As a former OS internals developer, I wonder exactly what is supposed to be meant by "when the JVM becomes part of the OS" and how that is supposed to improve startup time to any great extent. It is the class load time and the byte code interpretation time that is the big issue here, not how long it takes to start the process running the JVM. Putting the JVM inside the kernel like a device driver would not be at all helpful in a virtual memory environment. Requiring a service trap from the application code to the kernel to get to the JVM would slow things down much more. If the claim is that putting the JVM on the same distribution CD as the OS will somehow speed things up, that does not make any sense. As for the JVM becoming part of the OS in JDK 1.5, I have not seen any announcement at www.java.sun.com about that. Besides, the JDK is irrelevant at runtime because the JRE is what interprets the byte codes in the class file.
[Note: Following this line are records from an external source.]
use std::thread::sleep;
use std::time::Duration;

use log::warn;

use crate::config::RetryPolicy;
use crate::consts::MAX_BACKOFF_MS;
use crate::errors::Result;

///
/// Run `operation` until it succeeds or the policy's attempts are used up,
/// sleeping with exponential backoff in between. The wait never exceeds
/// [MAX_BACKOFF_MS]. The error of the last attempt is returned.
///
/// # Arguments
/// - policy: attempt limit and initial backoff
/// - label: what is being attempted, for log messages
/// - operation: the request; must be safe to replay
pub fn with_retry<T, F>(policy: &RetryPolicy, label: &str, mut operation: F) -> Result<T>
where
    F: FnMut() -> Result<T>,
{
    let mut attempt = 1;
    let mut backoff = policy.initial_backoff.min(max_backoff());

    loop {
        match operation() {
            Ok(value) => return Ok(value),
            Err(e) if attempt < policy.max_attempts => {
                warn!(
                    "{label} failed (attempt {attempt}/{}): {e}; retrying in {:?}",
                    policy.max_attempts, backoff
                );
                sleep(backoff);
                backoff = next_backoff(backoff);
                attempt += 1;
            }
            Err(e) => return Err(e),
        }
    }
}

fn max_backoff() -> Duration {
    Duration::from_millis(MAX_BACKOFF_MS)
}

fn next_backoff(current: Duration) -> Duration {
    current.saturating_mul(2).min(max_backoff())
}
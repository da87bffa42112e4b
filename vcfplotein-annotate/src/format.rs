//! Request lines for the variant-effect service.
//!
//! The region endpoint takes VCF-like, whitespace separated lines:
//!
//! ```text
//! CHROM POS ID REF ALT QUAL FILTER INFO
//! 7 124532327 v0 G C . . .
//! ```
//!
//! The ID column carries a correlation id (`v{n}`, `n` the 0-based line
//! index) and the service echoes the full line back as `input`. Parsing the
//! echo with [parse_echo] recovers CHROM, POS, REF and ALT from fields
//! 0, 1, 3 and 4.

use vcfplotein_core::models::{RawVariant, VariantIdentity};

use crate::errors::{AnnotateError, Result};

///
/// One single-alternate request line, tied back to the [RawVariant] it came from.
///
#[derive(Debug, Clone, PartialEq, Eq)]
pub struct FormattedLine {
    /// Correlation id written into the ID column.
    pub id: String,
    /// Index of the originating variant in the pipeline input.
    pub source: usize,
    /// Index of the alternate within the originating variant.
    pub alt_index: usize,
    pub identity: VariantIdentity,
    pub text: String,
}

impl FormattedLine {
    pub fn new(index: usize, source: usize, alt_index: usize, identity: VariantIdentity) -> Self {
        let id = correlation_id(index);
        let text = format!(
            "{} {} {} {} {} . . .",
            identity.chr, identity.pos, id, identity.ref_allele, identity.alt_allele
        );
        FormattedLine {
            id,
            source,
            alt_index,
            identity,
            text,
        }
    }
}

pub fn correlation_id(index: usize) -> String {
    format!("v{index}")
}

///
/// Expand variants into request lines, one per alternate allele.
///
/// Variant order and, within a variant, alternate order are preserved.
/// Nothing is validated: odd chromosome names or alleles are sent as-is.
///
pub fn format_lines(variants: &[RawVariant]) -> Vec<FormattedLine> {
    let mut lines = Vec::with_capacity(variants.len());

    for (source, variant) in variants.iter().enumerate() {
        for alt_index in 0..variant.alternates.len() {
            if let Some(identity) = variant.identity(alt_index) {
                lines.push(FormattedLine::new(lines.len(), source, alt_index, identity));
            }
        }
    }

    lines
}

///
/// Recover the variant identity from an echoed request line.
///
/// # Arguments
/// - input: the `input` field of an annotation result
pub fn parse_echo(input: &str) -> Result<VariantIdentity> {
    let fields: Vec<&str> = input.split_whitespace().collect();
    if fields.len() < 5 {
        return Err(AnnotateError::MalformedEcho(input.to_string()));
    }

    let pos = fields[1]
        .parse::<u64>()
        .map_err(|_| AnnotateError::MalformedEcho(input.to_string()))?;

    Ok(VariantIdentity::new(fields[0], pos, fields[3], fields[4]))
}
As for transporting classes, a better example would be running Java classes inside a web browser for an applet. That is where the portability of Java classes is worth the cost at runtime to interpret everything or use a "not quite Just In Time" compiler that detects when too much time has been wasted and then optimizes code that may not run again.

In a servlet environment, noticing repeatedly executed code can have a payoff for future requests. For a Java application that runs for a while and then exits, the JIT optimizations are too late for any big payoff in performance.

Sun has resisted having Java be a compiled language all along. Whether this has helped them sell faster hardware is unknown but it certainly has slowed acceptance of Java in many cases. GCJ has the potential to be the perfect solution for cases where Java as source is desired but execution speed is important. This would allow source to be in a language that has many advantages, yet allow the installation to be specific to the hardware and OS for execution speed similar to C++.

Re: Compiling Java with GCJ

Anonymous's picture

Java hasn't been "interpreted" for a long while now. It is compiled "just-in-time", which is a totally different thing. The code that runs is real machine code for the actual processor type it is running on, unlike "p-code" or similar.

I don't know what the comment "when the JVM becomes part of the OS" comment means either. However there is a feature in Java1.5 where starting a new java application will *not* start a new JVM intance. Instead, it just loads the classes associated with the new application into an existing JVM. And a JVM can be left "idle in the background" when no java apps at all are running, so that when one is started it starts much quicker.

So whether you are running 1, 2, 5 or 50 java-based apps, there is only one JVM. This is possible because using different class-loaders can totally isolate applications from each other; they aren't aware that they are sharing a JVM.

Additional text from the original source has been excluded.